Sanità, Marrazzo accusa il governo: «Sa rispondere solo con le tasse»

Claudio Pompei

da Roma

Piero Marrazzo, ovvero l’«incompreso». In poco più di un anno, da quando cioè è al governo della Regione, è riuscito a far precipitare il Lazio in tutte le classifiche: dal rapporto Quars sulla qualità della vita, allo sviluppo della politica energetica (con il «pasticcio» del blocco della centrale Enel di Civitavecchia); dall’enorme voragine della spesa sanitaria, al primato negativo della tassazione, di cui quest’ultimo è diretta conseguenza. E ora se la prende addirittura con il ministro dell’Economia Padoa-Schioppa: «La risposta del governo al deficit della sanità delle regioni - ha detto ieri l’ex giornalista di RaiTre - è una risposta solo di tasse.

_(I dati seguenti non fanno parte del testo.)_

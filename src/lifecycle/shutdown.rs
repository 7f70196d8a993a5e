//! Shutdown coordination for the server.

use tokio::sync::watch;

/// Coordinator for graceful shutdown.
///
/// Holds the sending side of a watch channel; every long-running task owns a
/// [`ShutdownSignal`] obtained from [`Shutdown::signal`].
#[derive(Debug)]
pub struct Shutdown {
    tx: watch::Sender<bool>,
}

impl Shutdown {
    /// Create a new shutdown coordinator.
    pub fn new() -> Self {
        let (tx, _) = watch::channel(false);
        Self { tx }
    }

    /// A signal that resolves once shutdown is triggered.
    pub fn signal(&self) -> ShutdownSignal {
        ShutdownSignal {
            rx: self.tx.subscribe(),
        }
    }

    /// Trigger the shutdown signal. Signals created later observe it as well.
    pub fn trigger(&self) {
        self.tx.send_replace(true);
    }

    pub fn is_triggered(&self) -> bool {
        *self.tx.borrow()
    }

    /// Number of live signals (tasks still running).
    pub fn receiver_count(&self) -> usize {
        self.tx.receiver_count()
    }
}

impl Default for Shutdown {
    fn default() -> Self {
        Self::new()
    }
}

/// Receiving side of a [`Shutdown`]; also serves as the startup cancellation token.
#[derive(Debug, Clone)]
pub struct ShutdownSignal {
    rx: watch::Receiver<bool>,
}

impl ShutdownSignal {
    /// Resolve once shutdown is triggered or the coordinator is gone.
    pub async fn cancelled(&mut self) {
        let _ = self.rx.wait_for(|triggered| *triggered).await;
    }

    pub fn is_triggered(&self) -> bool {
        *self.rx.borrow()
    }
}

#[cfg(test)]
mod tests {
    use super::*;
    use std::time::Duration;

    #[tokio::test]
    async fn signal_resolves_after_trigger() {
        let shutdown = Shutdown::new();
        let mut signal = shutdown.signal();
        assert!(!signal.is_triggered());

        shutdown.trigger();
        tokio::time::timeout(Duration::from_secs(1), signal.cancelled())
            .await
            .expect("signal should resolve");
        assert!(signal.is_triggered());
    }

    #[tokio::test]
    async fn late_signals_see_trigger() {
        let shutdown = Shutdown::new();
        shutdown.trigger();

        let mut late = shutdown.signal();
        assert!(late.is_triggered());
        tokio::time::timeout(Duration::from_secs(1), late.cancelled())
            .await
            .expect("late signal should resolve");
    }

    #[tokio::test]
    async fn dropped_coordinator_releases_waiters() {
        let shutdown = Shutdown::new();
        let mut signal = shutdown.signal();
        drop(shutdown);
        tokio::time::timeout(Duration::from_secs(1), signal.cancelled())
            .await
            .expect("signal should resolve when coordinator drops");
    }
}
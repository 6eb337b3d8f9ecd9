//! Tests for transport

use super::*;
use crate::test_utils::test_helpers::{Call, FakeRunner, FakeTerminal, Harness, bare_linux};

fn always(_caps: &Capabilities, _config: &Config) -> bool {
    true
}

fn never(_caps: &Capabilities, _config: &Config) -> bool {
    false
}

fn pipe(name: &'static str, applies: Predicate) -> Candidate {
    Candidate {
        name,
        applies,
        strategy: Strategy::Pipe(ExternalCommand::new(name)),
    }
}

fn tier(name: &'static str, candidates: Vec<Candidate>) -> Tier {
    Tier { name, candidates }
}

#[test]
fn test_select_returns_first_applicable() {
    let harness = Harness::new(bare_linux());
    let tier = tier("t", vec![pipe("a", never), pipe("b", always), pipe("c", always)]);

    let selected = tier.select(&harness.caps, &harness.config).unwrap();
    assert_eq!(selected.name, "b");
}

#[test]
fn test_tier_without_applicable_candidate_is_skipped() {
    let mut harness = Harness::new(bare_linux());
    let tiers = vec![tier("first", vec![pipe("a", never)]), tier("second", vec![pipe("b", always)])];

    let report = run_chain(&tiers, &mut harness.context(), &Payload::new("x"));

    assert_eq!(report.attempts[0].outcome, Outcome::NotApplicable);
    assert_eq!(report.attempts[0].candidate, None);
    assert_eq!(report.winner(), Some("b"));
    assert_eq!(report.attempted(), vec!["b"]);
    assert_eq!(harness.runner.programs(), vec!["b"]);
}

#[test]
fn test_chain_stops_at_first_success() {
    let mut harness = Harness::new(bare_linux());
    let tiers = vec![tier("first", vec![pipe("a", always)]), tier("second", vec![pipe("b", always)])];

    let report = run_chain(&tiers, &mut harness.context(), &Payload::new("x"));

    assert_eq!(report.attempts.len(), 1);
    assert_eq!(report.winner(), Some("a"));
    assert_eq!(harness.runner.programs(), vec!["a"]);
}

#[test]
fn test_failure_inside_tier_does_not_try_sibling() {
    let mut harness = Harness::new(bare_linux()).with_runner(FakeRunner::new().fail("a"));
    let tiers = vec![
        tier("first", vec![pipe("a", always), pipe("a2", always)]),
        tier("second", vec![pipe("b", always)]),
    ];

    let report = run_chain(&tiers, &mut harness.context(), &Payload::new("x"));

    assert_eq!(report.attempts[0].outcome, Outcome::Failed);
    assert!(matches!(
        report.attempts[0].error,
        Some(TermclipError::ExitStatus { .. })
    ));
    assert_eq!(report.winner(), Some("b"));
    assert_eq!(harness.runner.programs(), vec!["a", "b"]);
}

#[test]
fn test_all_failing_has_no_winner() {
    let mut harness =
        Harness::new(bare_linux()).with_runner(FakeRunner::new().fail("a").unspawnable("b"));
    let tiers = vec![tier("first", vec![pipe("a", always)]), tier("second", vec![pipe("b", always)])];

    let report = run_chain(&tiers, &mut harness.context(), &Payload::new("x"));

    assert_eq!(report.winner(), None);
    assert_eq!(report.attempted(), vec!["a", "b"]);
    assert!(matches!(
        report.attempts[1].error,
        Some(TermclipError::Spawn { .. })
    ));
}

#[test]
fn test_detached_helper_counts_as_success() {
    let mut harness = Harness::new(bare_linux()).with_runner(FakeRunner::new().detach("a"));
    let tiers = vec![tier("only", vec![pipe("a", always)])];

    let report = run_chain(&tiers, &mut harness.context(), &Payload::new("x"));

    assert_eq!(report.winner(), Some("a"));
}

#[test]
fn test_pipe_text_replaces_invalid_utf8() {
    let mut harness = Harness::new(bare_linux());
    let tiers = vec![tier(
        "only",
        vec![Candidate {
            name: "text",
            applies: always,
            strategy: Strategy::PipeText(ExternalCommand::new("text")),
        }],
    )];

    run_chain(&tiers, &mut harness.context(), &Payload::new(vec![b'o', 0xfe, b'k']));

    match &harness.runner.calls[0] {
        Call::Feed { input, .. } => assert_eq!(input, "o\u{fffd}k".as_bytes()),
        other => panic!("unexpected call {:?}", other),
    }
}

#[test]
fn test_osc52_strategy_reports_truncation() {
    let mut config = Config::default();
    config.copy.osc52_max_b64 = 4;
    let mut harness = Harness::new(bare_linux()).with_config(config);
    let tiers = vec![tier(
        "only",
        vec![Candidate {
            name: "osc52",
            applies: always,
            strategy: Strategy::Osc52,
        }],
    )];

    let report = run_chain(&tiers, &mut harness.context(), &Payload::new("hello"));

    assert_eq!(report.winner(), Some("osc52"));
    assert!(report.truncated);
    assert_eq!(harness.terminal.writes, vec![b"\x1b]52;c;aGVs\x1b\\".to_vec()]);
}

#[test]
fn test_osc52_strategy_fails_without_terminal() {
    let mut harness = Harness::new(bare_linux()).with_terminal(FakeTerminal::unavailable());
    let tiers = vec![tier(
        "only",
        vec![Candidate {
            name: "osc52",
            applies: always,
            strategy: Strategy::Osc52,
        }],
    )];

    let report = run_chain(&tiers, &mut harness.context(), &Payload::new("hello"));

    assert_eq!(report.attempts[0].outcome, Outcome::Failed);
    assert!(matches!(
        report.attempts[0].error,
        Some(TermclipError::NoTerminal)
    ));
}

Non è questa la strada per invertire la rotta. Per sanare il deficit è necessario un piano di riorganizzazione e investimenti, per offrire sanità in maniera diversa». In realtà l’aumento dell’Irap - il più salato in Italia - che sarà presto seguito dall’addizionale Irpef, è stato imposto dal governo Prodi proprio perché la Regione Lazio non ha proposto alcuna copertura al disavanzo di oltre due miliardi di euro maturato nell’ultimo anno. Il goffo tentativo di accollare la responsabilità del «buco» alla precedente amministrazione di centrodestra è naufragato di fronte alle cifre fornite dalla stessa giunta Marrazzo. Nel 2003 il deficit era di poco superiore ai 600mila euro; nel 2004 avrebbe raggiunto 1 miliardo e 400mila euro. «In verità - spiega l’ex assessore al Bilancio Andrea Augello - nel 2004 il disavanzo si è attestato intorno al miliardo di euro: 400 milioni li ha retrodatati proprio la giunta Marrazzo e si riferiscono a transazioni e rinnovi contrattuali maturati nel 2005. Quindi nel 2005, con l’arrivo di Marrazzo, il disavanzo è raddoppiato raggiungendo i 2 miliardi di euro».
Ma come si spiega questa esplosione del debito? Innanzitutto Marrazzo ha abolito il ticket di un euro sulle ricette: ciò ha comportato il mancato introito di 50 milioni di euro l’anno e, soprattutto, ha eliminato un freno alla spesa farmaceutica. Poi l’ex conduttore di Mi manda RaiTre ha bloccato il piano di vendita di una parte del patrimonio immobiliare della sanità che avrebbe portato nelle casse della Regione almeno 600 milioni di euro. In più «ha completamente svilito - fa notare il vicepresidente della commissione Sanità del Senato Cesare Cursi - il ruolo degli Ispettorati regionali incaricati dei controlli sulla spesa farmaceutica, con conseguenze che oggi sono sotto gli occhi di tutti».
Insomma, oltre a far lievitare vorticosamente il deficit, Marrazzo è riuscito nella difficile impresa di scontentare tutti, ma proprio tutti. Dai suoi alleati comunisti, verdi e di Rifondazione (che gli rimproverano di aver concesso troppo alla sanità privata) alla Margherita, che ha più volte chiesto la sostituzione dell’assessore Ds Augusto Battaglia e ha bollato il piano di rientro dal deficit («tutto da rifare»). Hanno avuto di che lamentarsi anche i medici - la Fimmg - e gli operatori sanitari, mai coinvolti nelle cervellotiche misure di contenimento della spesa, le associazioni degli utenti e dei consumatori. Ma anche tutti i sindacati, dalle rappresentanze di base agli autonomi della Fials-Confsal, che accusano il «governatore» di aver allargato il ricorso al personale precario delle coop, più oneroso rispetto ai dipendenti. Perfino i confederali non sono stati teneri con Marrazzo: un documento unitario di Cgil, Cisl e Uil traccia un impietoso giudizio sul piano di rientro dal deficit, che conterrebbe grossolani errori sui dati riguardanti posti letto da «riconvertire» e numerose altre «amenità».

Ieri, infine, l’Aiop (ospedalità privata) ha disertato per protesta l’incontro con Marrazzo, facendo notare le enormi difficoltà delle aziende del settore che, pur garantendo il 20 per cento delle prestazioni sanitarie erogate nel Lazio, non ricevono rimborsi dal 2005 e non potranno pagare gli stipendi di questo mese ai loro dipendenti, con grossi rischi per il futuro.